Canadian artist (1860-1930)

Laura Muntz Lyall (June 18, 1860 - December 9, 1930) was a Canadian Impressionist painter, known for her sympathetic portrayal of women and children.

==Life and work==
Laura Adeline Muntz was born at Royal Leamington Spa, Warwickshire, England in 1860, but her family emigrated to Canada when she was a child. She grew up on a farm in the Muskoka District of Ontario. As a young woman, Muntz's interest in art led to her take lessons in painting from William Charles Forster of Hamilton and to live and work at his school.

Starting in 1882, she began to take classes at the Ontario School of Art in Toronto where she studied with Lucius Richard O'Brien, and later with George Agnew Reid. She studied briefly at the South Kensington School of Art in 1887, then returned to Canada to continue her studies with Reid. In 1891, she embarked on a seven-year period of study in Paris, attending the renowned Académie Colarossi. Her preferred subject was children. From 1893 on, her handling of paint was Impressionist.

To stretch her limited financial resources, she gave private English lessons, and shared various apartments in Paris from 1893 to 1897 with another student-teacher at the Académie, the American painter, Wilhelmina Douglas Hawley (1860–1958). Hawley likely taught Muntz her watercolour and pastel technique, and they travelled together in 1893 to Rijsoord in the southern Netherlands where they painted.

Muntz's work, exhibited at the 1893 World's Columbian Exposition in Chicago, Illinois, as well as at various French exhibitions such as the Société des Artistes Français, resulted in her paintings being reproduced in periodicals such as L'Illustration, and reviewed in Toronto's Saturday Night, and in England's the Studio, and in many other magazines and newspapers which gave her increased prestige and successful sales.
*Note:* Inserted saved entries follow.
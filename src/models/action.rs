use serde::{Deserialize, Serialize};
use std::fmt;
use std::str::FromStr;

use super::{ParseError, Player, Side, TeamRef};

#[derive(Debug, Clone, Copy, PartialEq, Eq, Hash, PartialOrd, Ord, Serialize, Deserialize)]
#[serde(rename_all = "SCREAMING_SNAKE_CASE")]
pub enum ActionType {
    Goal,
    Shot,
    Hit,
    Turnover,
}

impl ActionType {
    pub const ALL: [ActionType; 4] = [
        ActionType::Goal,
        ActionType::Shot,
        ActionType::Hit,
        ActionType::Turnover,
    ];

    pub fn as_str(self) -> &'static str {
        match self {
            ActionType::Goal => "GOAL",
            ActionType::Shot => "SHOT",
            ActionType::Hit => "HIT",
            ActionType::Turnover => "TURNOVER",
        }
    }

    /// Only goals go through the assist step.
    pub fn takes_assists(self) -> bool {
        self == ActionType::Goal
    }
}

impl fmt::Display for ActionType {
    fn fmt(&self, f: &mut fmt::Formatter<'_>) -> fmt::Result {
        f.pad(self.as_str())
    }
}

impl FromStr for ActionType {
    type Err = ParseError;

    fn from_str(s: &str) -> Result<Self, Self::Err> {
        match s.trim().to_ascii_uppercase().as_str() {
            "GOAL" => Ok(ActionType::Goal),
            "SHOT" => Ok(ActionType::Shot),
            "HIT" => Ok(ActionType::Hit),
            "TURNOVER" => Ok(ActionType::Turnover),
            _ => Err(ParseError::UnknownActionType(s.to_string())),
        }
    }
}

/// Location on the rink diagram in percent of its width and height.
#[derive(Debug, Clone, Copy, Default, PartialEq, Serialize, Deserialize)]
pub struct RinkPoint {
    pub x: f64,
    pub y: f64,
}

impl RinkPoint {
    pub fn new(x: f64, y: f64) -> Self {
        RinkPoint { x, y }
    }

    /// Converts a pointer position into percentage space of the rink image.
    ///
    /// `left`/`top` locate the image on screen and `width`/`height` are its
    /// rendered size. Returns `None` for an image with no visible area. Points are
    /// clamped to 0..=100 so a click on the border still lands on the rink.
    pub fn from_pointer(
        pointer_x: f64,
        pointer_y: f64,
        left: f64,
        top: f64,
        width: f64,
        height: f64,
    ) -> Option<Self> {
        if width <= 0.0 || height <= 0.0 {
            return None;
        }
        let x = ((pointer_x - left) / width * 100.0).clamp(0.0, 100.0);
        let y = ((pointer_y - top) / height * 100.0).clamp(0.0, 100.0);
        Some(RinkPoint { x, y })
    }
}

/// Identity of an event inside one game's log.
///
/// Assigned by the log on append and kept across edits. Not part of the stored
/// document: a log loaded from storage numbers its events in stored order.
pub type EventId = u32;

/// One recorded occurrence: goal, shot, hit or turnover.
#[derive(Debug, Clone, PartialEq, Serialize, Deserialize)]
pub struct Event {
    #[serde(skip)]
    pub id: EventId,
    #[serde(rename = "type")]
    pub action_type: ActionType,
    pub team: TeamRef,
    pub player: Player,
    /// Only goals carry assists
    #[serde(default)]
    pub assists: Vec<Player>,
    pub period: u32,
    /// Seconds elapsed in the period
    pub time: u32,
    pub x: f64,
    pub y: f64,
}

impl Event {
    pub fn position(&self) -> RinkPoint {
        RinkPoint::new(self.x, self.y)
    }

    pub fn is_goal(&self) -> bool {
        self.action_type == ActionType::Goal
    }

    /// Side of the event relative to the game's home team.
    pub fn side(&self, home_team_id: &str) -> Side {
        if self.team.id == home_team_id {
            Side::Home
        } else {
            Side::Away
        }
    }

    pub fn is_by(&self, player_id: &str) -> bool {
        self.player.id == player_id
    }

    /// True when the player is credited with an assist on this event.
    pub fn is_assisted_by(&self, player_id: &str) -> bool {
        self.is_goal() && self.assists.iter().any(|p| p.id == player_id)
    }
}
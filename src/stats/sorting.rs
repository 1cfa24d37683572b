//! Sort keys for stat tables, event lists and game lists.
//!
//! Each sortable column is an enum variant mapped to a typed value, so adding a
//! column is a compile-checked change. All sorts are stable: equal values keep
//! their input order in both directions.

use std::cmp::Ordering;

use super::player_stats::PlayerStats;
use crate::models::{Event, Game, GameType, Player};
use crate::period::total_game_time;

#[derive(Debug, Clone, Copy, Default, PartialEq, Eq)]
pub enum SortDirection {
    #[default]
    Ascending,
    Descending,
}

impl SortDirection {
    pub fn toggle(self) -> Self {
        match self {
            SortDirection::Ascending => SortDirection::Descending,
            SortDirection::Descending => SortDirection::Ascending,
        }
    }

    fn apply(self, ordering: Ordering) -> Ordering {
        match self {
            SortDirection::Ascending => ordering,
            SortDirection::Descending => ordering.reverse(),
        }
    }

    pub fn arrow(self) -> &'static str {
        match self {
            SortDirection::Ascending => "↑",
            SortDirection::Descending => "↓",
        }
    }
}

/// A comparable cell value.
#[derive(Debug, Clone, PartialEq, PartialOrd)]
enum SortValue {
    Text(String),
    Number(f64),
}

impl SortValue {
    fn compare(&self, other: &SortValue) -> Ordering {
        self.partial_cmp(other).unwrap_or(Ordering::Equal)
    }
}

/// Columns of the player stats tables.
#[derive(Debug, Clone, Copy, PartialEq, Eq)]
pub enum PlayerSortKey {
    Name,
    JerseyNumber,
    Position,
    GamesPlayed,
    Goals,
    Assists,
    Points,
    Shots,
    Hits,
    Turnovers,
    ShotPercentage,
}

impl PlayerSortKey {
    pub const ALL: [PlayerSortKey; 11] = [
        PlayerSortKey::Name,
        PlayerSortKey::JerseyNumber,
        PlayerSortKey::Position,
        PlayerSortKey::GamesPlayed,
        PlayerSortKey::Goals,
        PlayerSortKey::Assists,
        PlayerSortKey::Points,
        PlayerSortKey::Shots,
        PlayerSortKey::Hits,
        PlayerSortKey::Turnovers,
        PlayerSortKey::ShotPercentage,
    ];

    /// Column heading as shown in the tables.
    pub fn label(self) -> &'static str {
        match self {
            PlayerSortKey::Name => "Name",
            PlayerSortKey::JerseyNumber => "#",
            PlayerSortKey::Position => "Pos",
            PlayerSortKey::GamesPlayed => "GP",
            PlayerSortKey::Goals => "G",
            PlayerSortKey::Assists => "A",
            PlayerSortKey::Points => "P",
            PlayerSortKey::Shots => "S",
            PlayerSortKey::Hits => "H",
            PlayerSortKey::Turnovers => "T",
            PlayerSortKey::ShotPercentage => "S%",
        }
    }

    fn value(self, row: &PlayerStatsRow) -> SortValue {
        let stats = &row.stats;
        match self {
            PlayerSortKey::Name => SortValue::Text(row.player.name.to_lowercase()),
            PlayerSortKey::JerseyNumber => SortValue::Number(f64::from(row.player.jersey_number)),
            PlayerSortKey::Position => SortValue::Text(row.player.position.as_str().to_string()),
            PlayerSortKey::GamesPlayed => SortValue::Number(f64::from(stats.games_played)),
            PlayerSortKey::Goals => SortValue::Number(f64::from(stats.goals)),
            PlayerSortKey::Assists => SortValue::Number(f64::from(stats.assists)),
            PlayerSortKey::Points => SortValue::Number(f64::from(stats.points)),
            PlayerSortKey::Shots => SortValue::Number(f64::from(stats.shots)),
            PlayerSortKey::Hits => SortValue::Number(f64::from(stats.hits)),
            PlayerSortKey::Turnovers => SortValue::Number(f64::from(stats.turnovers)),
            PlayerSortKey::ShotPercentage => SortValue::Number(stats.shot_percentage),
        }
    }
}

/// A player together with the stats shown in their table row.
#[derive(Debug, Clone, PartialEq)]
pub struct PlayerStatsRow {
    pub player: Player,
    pub stats: PlayerStats,
}

/// Sorts table rows by a column. The placeholder player, when present, stays on
/// top whatever the key and direction.
pub fn sort_player_rows(rows: &mut [PlayerStatsRow], key: PlayerSortKey, direction: SortDirection) {
    rows.sort_by(|a, b| {
        match (a.player.is_placeholder(), b.player.is_placeholder()) {
            (true, false) => return Ordering::Less,
            (false, true) => return Ordering::Greater,
            _ => {}
        }
        direction.apply(key.value(a).compare(&key.value(b)))
    });
}

/// Columns of the event table.
#[derive(Debug, Clone, Copy, PartialEq, Eq)]
pub enum ActionSortKey {
    Type,
    /// Absolute game time from period and time in period
    Time,
    Team,
    Player,
}

impl ActionSortKey {
    fn value(self, event: &Event, game_type: GameType) -> SortValue {
        match self {
            ActionSortKey::Type => SortValue::Text(event.action_type.as_str().to_string()),
            ActionSortKey::Time => SortValue::Number(f64::from(total_game_time(event, game_type))),
            ActionSortKey::Team => SortValue::Text(event.team.name.to_lowercase()),
            ActionSortKey::Player => SortValue::Text(event.player.name.to_lowercase()),
        }
    }
}

pub fn sort_events<'a>(
    events: &'a [Event],
    key: ActionSortKey,
    direction: SortDirection,
    game_type: GameType,
) -> Vec<&'a Event> {
    let mut sorted: Vec<&Event> = events.iter().collect();
    sorted.sort_by(|a, b| {
        direction.apply(key.value(a, game_type).compare(&key.value(b, game_type)))
    });
    sorted
}

/// Orders games by their stored timestamp (RFC 3339 strings sort chronologically).
pub fn sort_games(games: &mut [Game], direction: SortDirection) {
    games.sort_by(|a, b| direction.apply(a.timestamp.cmp(&b.timestamp)));
}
But, in 1895, while she was still in Paris, the unmarried Muntz was called home from a triumphant year abroad to look after an ailing relative. Upon her return, in 1896, the Académie Colarossi, in recognition of her diligence and talent, made her "massière" or studio head.

Muntz decided to return to Canada in 1898 and set up a studio in Toronto to teach and paint. In the decade at the beginning of the new century, she was said to be the artist with the greatest versatility among women painters because she painted such a wide variety of subjects. When, in 1906, she moved to Montreal to continue her career at 6 Beaver Hall Square, she reached a sizable new audience that regarded her as the premier Canadian portraitist of children.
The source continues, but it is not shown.